The same thing happens with borders--the specifications say they are not considered part of the width. In Firefox, a 300-pixel div with 5-pixel borders and 5-pixel padding would be 320 pixels wide; in IE, it will be 300 pixels wide with a 280-pixel width inside for content

Also, if you have margins on floated elements, IE 5.x/win will (incorrectly) double them on whatever side the element is floated to--that is, left-margins on left floats get doubled; right-margins on right-floats do too.
posted by Tuwa at 8:03 AM on April 25, 2006


Response by poster: Thanks, mcwetboy. #1 seems to be solved, leaving only #2 to diagnose. I'll focus on that for now, taking into account the suggstions here.

The commented stuff is just old old bits, bcwinters. I have a bad habit — long-embedded from many years of coding — of never deleting anything, but just commenting out stuff I'm in the process of changing. I'll go through and strip these comments out first thing.

Tuwa, I'll try to sort through your recommendations. I don't deal with CSS often or in-depth (though it doesn't frighten me), so it may take some slogging...
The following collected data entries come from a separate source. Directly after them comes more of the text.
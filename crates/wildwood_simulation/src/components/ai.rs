//! AI компоненты: state machine, config, scheduled wander

// NOTE: типы живут в crate::ai (components/fsm.rs), здесь только re-export для единообразия
pub use crate::ai::{AIConfig, AIState, PursuitTarget, ScheduledWander};
//! AI components

pub mod fsm;


// Re-export all components
pub use fsm::*;
//! Headless симуляция Wildwood
//!
//! Стая NPC из архетипа, игрок идёт в центр стаи и отбивается.
//! Usage: wildwood_simulation [archetype.ron]

use bevy::prelude::*;
use wildwood_simulation::item_system::GatherHit;
use wildwood_simulation::*;

const SEED: u64 = 42;
const TICKS: u32 = 1000;
const PACK_SIZE: usize = 3;

const PLAYER_SPEED: f32 = 3.0;
const PLAYER_DAMAGE: i32 = 15;
const PLAYER_REACH: f32 = 2.5;
const PLAYER_SWING_RATE: f32 = 0.5;

/// Скриптованный игрок (вместо input)
#[derive(Component)]
struct ScriptedPlayer {
    swing: Attacker,
}

/// Игрок бьёт ближайшего живого NPC в радиусе PLAYER_REACH
fn scripted_player_strikes(
    mut players: Query<(Entity, &Transform, &Health, &mut ScriptedPlayer)>,
    npcs: Query<(Entity, &Transform), (With<Npc>, Without<Dead>)>,
    time: Res<Time<Fixed>>,
    mut damage: EventWriter<ApplyDamage>,
) {
    let now = time.elapsed_secs();

    for (player, player_transform, health, mut script) in players.iter_mut() {
        if !health.is_alive() {
            continue;
        }

        let nearest = npcs
            .iter()
            .map(|(npc, t)| (npc, t.translation.distance(player_transform.translation)))
            .filter(|(_, distance)| *distance < PLAYER_REACH)
            .min_by(|a, b| a.1.total_cmp(&b.1));

        let Some((target, _)) = nearest else {
            continue;
        };

        if let Some(amount) = script.swing.try_attack(now) {
            damage.write(ApplyDamage {
                source: Some(player),
                target,
                amount,
            });
        }
    }
}

fn load_archetype() -> NpcArchetype {
    let loaded = match std::env::args().nth(1) {
        Some(path) => NpcArchetype::load(&path),
        None => NpcArchetype::builtin(),
    };

    match loaded {
        Ok(archetype) => archetype,
        Err(err) => {
            log_error(&format!("{}; falling back to default archetype", err));
            NpcArchetype {
                name: "Wolf".into(),
                health: 40,
                ai: AIConfig::default(),
                damage: 8,
                attack_rate: 1.0,
                drops: Vec::new(),
            }
        }
    }
}

fn main() {
    let mut app = create_headless_app(SEED);
    set_log_level(LogLevel::Info);
    app.add_plugins(SimulationPlugin)
        .add_systems(
            FixedUpdate,
            scripted_player_strikes.in_set(SimulationSet::Behavior),
        );

    let archetype = load_archetype();
    log_info(&format!(
        "Starting Wildwood headless simulation (seed: {}, archetype: {})",
        SEED, archetype.name
    ));

    let pack_center = Vec3::new(20.0, 0.0, 0.0);
    let player = app
        .world_mut()
        .spawn((
            Player,
            Name::new("Player"),
            Transform::from_translation(Vec3::ZERO),
            Health::new(100),
            NavAgent::default(),
            Footsteps::default(),
            SurfaceTint::default(),
            ScriptedPlayer {
                swing: Attacker::new(PLAYER_DAMAGE, PLAYER_SWING_RATE),
            },
        ))
        .id();

    {
        let world = app.world_mut();
        let mut commands = world.commands();
        for i in 0..PACK_SIZE {
            let offset = Vec3::new(i as f32 * 2.0, 0.0, (i as f32 - 1.0) * 3.0);
            spawn_npc(&mut commands, &archetype, pack_center + offset, Some(player));
        }

        commands.spawn((
            Name::new("Tree"),
            Transform::from_translation(Vec3::new(-5.0, 0.0, 5.0)),
            ResourceNode::new(ItemSpec::new("wood_log", "Wood Log"), 2, 6),
        ));
    }
    app.world_mut().flush();

    // Игрок идёт к стае
    {
        let world = app.world_mut();
        let nav_mesh = world.remove_resource::<NavMesh>().unwrap_or_default();
        if let Some(mut agent) = world.get_mut::<NavAgent>(player) {
            agent.set_speed(PLAYER_SPEED);
            agent.set_destination(nav_mesh.service(), Vec3::ZERO, pack_center);
        }
        world.insert_resource(nav_mesh);
    }

    for tick in 0..TICKS {
        if tick == 50 {
            let tree = app
                .world_mut()
                .query_filtered::<Entity, With<ResourceNode>>()
                .iter(app.world())
                .next();
            if let Some(node) = tree {
                app.world_mut().send_event(GatherHit {
                    node,
                    hit_point: Vec3::new(-5.0, 1.0, 5.0),
                    hit_normal: Vec3::X,
                });
            }
        }

        app.update();

        if tick % 100 == 0 {
            let world = app.world_mut();
            let alive = world
                .query_filtered::<(), (With<Npc>, Without<Dead>)>()
                .iter(world)
                .count();
            let items = world.query::<&DroppedItem>().iter(world).count();
            let player_health = world.get::<Health>(player).map_or(0, |h| h.current);

            log_info(&format!(
                "Tick {}: {} NPC alive, {} items on ground, player health {}",
                tick, alive, items, player_health
            ));
        }
    }

    log_info("Simulation complete!");
}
Thanks for the info so far.
posted by jdroth at 8:08 AM on April 25, 2006




Be careful. This is probably against the Adsense policies you agreed to:

"We do not permit Google ads or search boxes accessing Google search services to be published on web pages that also contain what could be considered competing ads or services. If you have elected to receive contextually-targeted Google ads, this would include all other contextually-targeted ads or links on the same page as Google ads."
posted by smackfu at 8:19 AM on April 25, 2006


Response by poster: Be careful. This is probably against the Adsense policies you agreed to:

Hm. Interesting. What if the ads aren't contextually-targeted? What I did was go through Amazon and find the ASIN for the Muppet Show DVD and paste that in by hand. On the two banner ads, I used "muppet" as one search term and "sesame street" as the other. None of the ads are actually targeting based on info derived from the page.

Does anyone else have experience running both Google and Amazon ads together? Does Google really frown on this?

(The real answer is probably: if Google thinks it competes, they can kick me out of the program...)

Comments removed on CSS. Now trying to track down padding/margin issues.
posted by jdroth at 8:32 AM on April 25, 2006


I've had good luck using this collection of css and js hacks to get things to render the same way in IE and various other browsers. It doesn't take much effort to put in place, so you might want to give it a try and see if it helps.